REQUIRED ACTION. Where a line contains the word "Result", copy that line from the records below.

□ □ □

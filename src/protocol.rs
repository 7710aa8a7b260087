//! Wire encoding of route table messages.
//!
//! Two message variants travel between neighbors, distinguished by the
//! first byte:
//!
//! ```text
//! Reset:  [ 0x00 | size: u32 LE | infinity: u8 ]
//! Patch:  [ 0x01 | seq_num: u8 | seq_size: u8 | compressor: u8 |
//!           entry_bits: u8 | data ... ]
//! ```
//!
//! Reset announces a new empty table of `size` slots. Patch carries one
//! chunk of a patch sequence: `seq_num` counts 1..=`seq_size`, all
//! messages of a sequence must agree on `seq_size` and `compressor`, and
//! `data` holds `entry_bits`-wide deltas (4 or 8), deflated when
//! `compressor` says so. Outer overlay framing (TTL, hop counts,
//! addressing) is the transport's business, not ours.

use thiserror::Error;

// ===== Wire constants =====

/// First byte of a reset message.
pub const VARIANT_RESET: u8 = 0x00;
/// First byte of a patch message.
pub const VARIANT_PATCH: u8 = 0x01;

/// Patch data is raw.
pub const COMPRESSOR_NONE: u8 = 0x00;
/// Patch data is a zlib stream spanning the whole sequence.
pub const COMPRESSOR_DEFLATE: u8 = 0x01;

/// Patch entries packed two per byte.
pub const ENTRY_BITS_NIBBLE: u8 = 4;
/// One patch entry per byte.
pub const ENTRY_BITS_BYTE: u8 = 8;

/// Reset frame length including the variant byte.
const RESET_LEN: usize = 6;
/// Patch header length including the variant byte.
const PATCH_HEADER_LEN: usize = 5;

// ===== Messages =====

/// Compression applied to a patch sequence's data.
#[derive(Debug, Clone, Copy, PartialEq, Eq)]
pub enum Compressor {
    None,
    Deflate,
}

impl Compressor {
    pub fn to_byte(self) -> u8 {
        match self {
            Compressor::None => COMPRESSOR_NONE,
            Compressor::Deflate => COMPRESSOR_DEFLATE,
        }
    }

    pub fn from_byte(byte: u8) -> Option<Compressor> {
        match byte {
            COMPRESSOR_NONE => Some(Compressor::None),
            COMPRESSOR_DEFLATE => Some(Compressor::Deflate),
            _ => None,
        }
    }
}

impl std::fmt::Display for Compressor {
    fn fmt(&self, f: &mut std::fmt::Formatter<'_>) -> std::fmt::Result {
        match self {
            Compressor::None => write!(f, "none"),
            Compressor::Deflate => write!(f, "deflate"),
        }
    }
}

/// One chunk of a patch sequence.
#[derive(Debug, Clone, PartialEq, Eq)]
pub struct PatchMessage {
    /// Position in the sequence, 1-based.
    pub sequence_number: u8,
    /// Total messages in the sequence.
    pub sequence_size: u8,
    pub compressor: Compressor,
    /// Bits per delta entry, 4 or 8.
    pub entry_bits: u8,
    pub data: Vec<u8>,
}

/// A route table update message.
#[derive(Debug, Clone, PartialEq, Eq)]
pub enum RouteTableMessage {
    Reset { size: u32, infinity: u8 },
    Patch(PatchMessage),
}

/// Why a received frame could not be decoded.
///
/// Any of these indicates a broken or hostile neighbor; callers should
/// drop the connection rather than try to resynchronize.
#[derive(Debug, Error)]
pub enum DecodeError {
    #[error("message too short")]
    Truncated,
    #[error("reset frame is {got} bytes, expected {expected}")]
    BadLength { expected: usize, got: usize },
    #[error("unknown message variant {0:#04x}")]
    UnknownVariant(u8),
    #[error("unknown compressor {0:#04x}")]
    UnknownCompressor(u8),
    #[error("entry width {0} is not 4 or 8")]
    BadEntryBits(u8),
    #[error("sequence number {number} outside 1..={size}")]
    BadSequence { number: u8, size: u8 },
    #[error("reset announces a zero-slot table")]
    ZeroSize,
    #[error("reset announces zero infinity")]
    ZeroInfinity,
    #[error("patch message carries no data")]
    EmptyPatch,
}

impl RouteTableMessage {
    /// Length of [`encode`](RouteTableMessage::encode)'s output without
    /// producing it.
    pub fn encoded_len(&self) -> usize {
        match self {
            RouteTableMessage::Reset { .. } => RESET_LEN,
            RouteTableMessage::Patch(patch) => PATCH_HEADER_LEN + patch.data.len(),
        }
    }

    /// Serialize to wire bytes.
    pub fn encode(&self) -> Vec<u8> {
        match self {
            RouteTableMessage::Reset { size, infinity } => {
                let mut out = Vec::with_capacity(RESET_LEN);
                out.push(VARIANT_RESET);
                out.extend_from_slice(&size.to_le_bytes());
                out.push(*infinity);
                out
            }
            RouteTableMessage::Patch(patch) => {
                let mut out = Vec::with_capacity(PATCH_HEADER_LEN + patch.data.len());
                out.push(VARIANT_PATCH);
                out.push(patch.sequence_number);
                out.push(patch.sequence_size);
                out.push(patch.compressor.to_byte());
                out.push(patch.entry_bits);
                out.extend_from_slice(&patch.data);
                out
            }
        }
    }

    /// Parse and validate wire bytes.
    pub fn decode(bytes: &[u8]) -> Result<RouteTableMessage, DecodeError> {
        let (&variant, rest) = bytes.split_first().ok_or(DecodeError::Truncated)?;
        match variant {
            VARIANT_RESET => {
                if bytes.len() != RESET_LEN {
                    return Err(DecodeError::BadLength {
                        expected: RESET_LEN,
                        got: bytes.len(),
                    });
                }
                let size = u32::from_le_bytes([rest[0], rest[1], rest[2], rest[3]]);
                let infinity = rest[4];
                if size == 0 {
                    return Err(DecodeError::ZeroSize);
                }
                if infinity == 0 {
                    return Err(DecodeError::ZeroInfinity);
                }
                Ok(RouteTableMessage::Reset { size, infinity })
            }
            VARIANT_PATCH => {
                if bytes.len() < PATCH_HEADER_LEN {
                    return Err(DecodeError::Truncated);
                }
                let sequence_number = rest[0];
                let sequence_size = rest[1];
                if sequence_number == 0 || sequence_number > sequence_size {
                    return Err(DecodeError::BadSequence {
                        number: sequence_number,
                        size: sequence_size,
                    });
                }
                let compressor =
                    Compressor::from_byte(rest[2]).ok_or(DecodeError::UnknownCompressor(rest[2]))?;
                let entry_bits = rest[3];
                if entry_bits != ENTRY_BITS_NIBBLE && entry_bits != ENTRY_BITS_BYTE {
                    return Err(DecodeError::BadEntryBits(entry_bits));
                }
                let data = rest[4..].to_vec();
                if data.is_empty() {
                    return Err(DecodeError::EmptyPatch);
                }
                Ok(RouteTableMessage::Patch(PatchMessage {
                    sequence_number,
                    sequence_size,
                    compressor,
                    entry_bits,
                    data,
                }))
            }
            other => Err(DecodeError::UnknownVariant(other)),
        }
    }
}

#[cfg(test)]
mod tests {
    use super::*;

    #[test]
    fn test_reset_wire_bytes() {
        let msg = RouteTableMessage::Reset {
            size: 65536,
            infinity: 7,
        };
        assert_eq!(msg.encode(), vec![0x00, 0x00, 0x00, 0x01, 0x00, 0x07]);
    }

    #[test]
    fn test_patch_wire_bytes() {
        let msg = RouteTableMessage::Patch(PatchMessage {
            sequence_number: 1,
            sequence_size: 2,
            compressor: Compressor::Deflate,
            entry_bits: 4,
            data: vec![0xAB, 0xCD],
        });
        assert_eq!(
            msg.encode(),
            vec![0x01, 0x01, 0x02, 0x01, 0x04, 0xAB, 0xCD]
        );
    }

    #[test]
    fn test_decode_reset() {
        let msg = RouteTableMessage::decode(&[0x00, 0x00, 0x02, 0x00, 0x00, 0x02]).unwrap();
        assert_eq!(
            msg,
            RouteTableMessage::Reset {
                size: 512,
                infinity: 2
            }
        );
    }

    #[test]
    fn test_decode_patch() {
        let msg = RouteTableMessage::decode(&[0x01, 0x02, 0x03, 0x00, 0x08, 0xFF]).unwrap();
        assert_eq!(
            msg,
            RouteTableMessage::Patch(PatchMessage {
                sequence_number: 2,
                sequence_size: 3,
                compressor: Compressor::None,
                entry_bits: 8,
                data: vec![0xFF],
            })
        );
    }

    #[test]
    fn test_encoded_len_matches_encode() {
        let reset = RouteTableMessage::Reset {
            size: 1024,
            infinity: 7,
        };
        assert_eq!(reset.encoded_len(), reset.encode().len());
        let patch = RouteTableMessage::Patch(PatchMessage {
            sequence_number: 1,
            sequence_size: 1,
            compressor: Compressor::None,
            entry_bits: 8,
            data: vec![1, 2, 3],
        });
        assert_eq!(patch.encoded_len(), patch.encode().len());
    }

    #[test]
    fn test_decode_rejects_empty() {
        assert!(matches!(
            RouteTableMessage::decode(&[]),
            Err(DecodeError::Truncated)
        ));
    }

    #[test]
    fn test_decode_rejects_unknown_variant() {
        assert!(matches!(
            RouteTableMessage::decode(&[0x07, 0x00]),
            Err(DecodeError::UnknownVariant(0x07))
        ));
    }

    #[test]
    fn test_decode_rejects_bad_reset_length() {
        assert!(matches!(
            RouteTableMessage::decode(&[0x00, 0x00, 0x01]),
            Err(DecodeError::BadLength { expected: 6, got: 3 })
        ));
        assert!(matches!(
            RouteTableMessage::decode(&[0x00, 0x00, 0x01, 0x00, 0x00, 0x07, 0x99]),
            Err(DecodeError::BadLength { expected: 6, got: 7 })
        ));
    }

    #[test]
    fn test_decode_rejects_zero_fields() {
        assert!(matches!(
            RouteTableMessage::decode(&[0x00, 0x00, 0x00, 0x00, 0x00, 0x07]),
            Err(DecodeError::ZeroSize)
        ));
        assert!(matches!(
            RouteTableMessage::decode(&[0x00, 0x00, 0x01, 0x00, 0x00, 0x00]),
            Err(DecodeError::ZeroInfinity)
        ));
    }

    #[test]
    fn test_decode_rejects_bad_sequence() {
        // Zero sequence number.
        assert!(matches!(
            RouteTableMessage::decode(&[0x01, 0x00, 0x01, 0x00, 0x08, 0x01]),
            Err(DecodeError::BadSequence { number: 0, size: 1 })
        ));
        // Number beyond size.
        assert!(matches!(
            RouteTableMessage::decode(&[0x01, 0x03, 0x02, 0x00, 0x08, 0x01]),
            Err(DecodeError::BadSequence { number: 3, size: 2 })
        ));
    }

    #[test]
    fn test_decode_rejects_bad_compressor_and_width() {
        assert!(matches!(
            RouteTableMessage::decode(&[0x01, 0x01, 0x01, 0x02, 0x08, 0x01]),
            Err(DecodeError::UnknownCompressor(0x02))
        ));
        assert!(matches!(
            RouteTableMessage::decode(&[0x01, 0x01, 0x01, 0x00, 0x05, 0x01]),
            Err(DecodeError::BadEntryBits(5))
        ));
    }

    #[test]
    fn test_decode_rejects_empty_patch_data() {
        assert!(matches!(
            RouteTableMessage::decode(&[0x01, 0x01, 0x01, 0x00, 0x08]),
            Err(DecodeError::EmptyPatch)
        ));
    }
}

□ □ □

YOUR RESPONSE.
    fn fmt(&self, f: &mut std::fmt::Formatter<'_>) -> std::fmt::Result {
    pub fn decode(bytes: &[u8]) -> Result<RouteTableMessage, DecodeError> {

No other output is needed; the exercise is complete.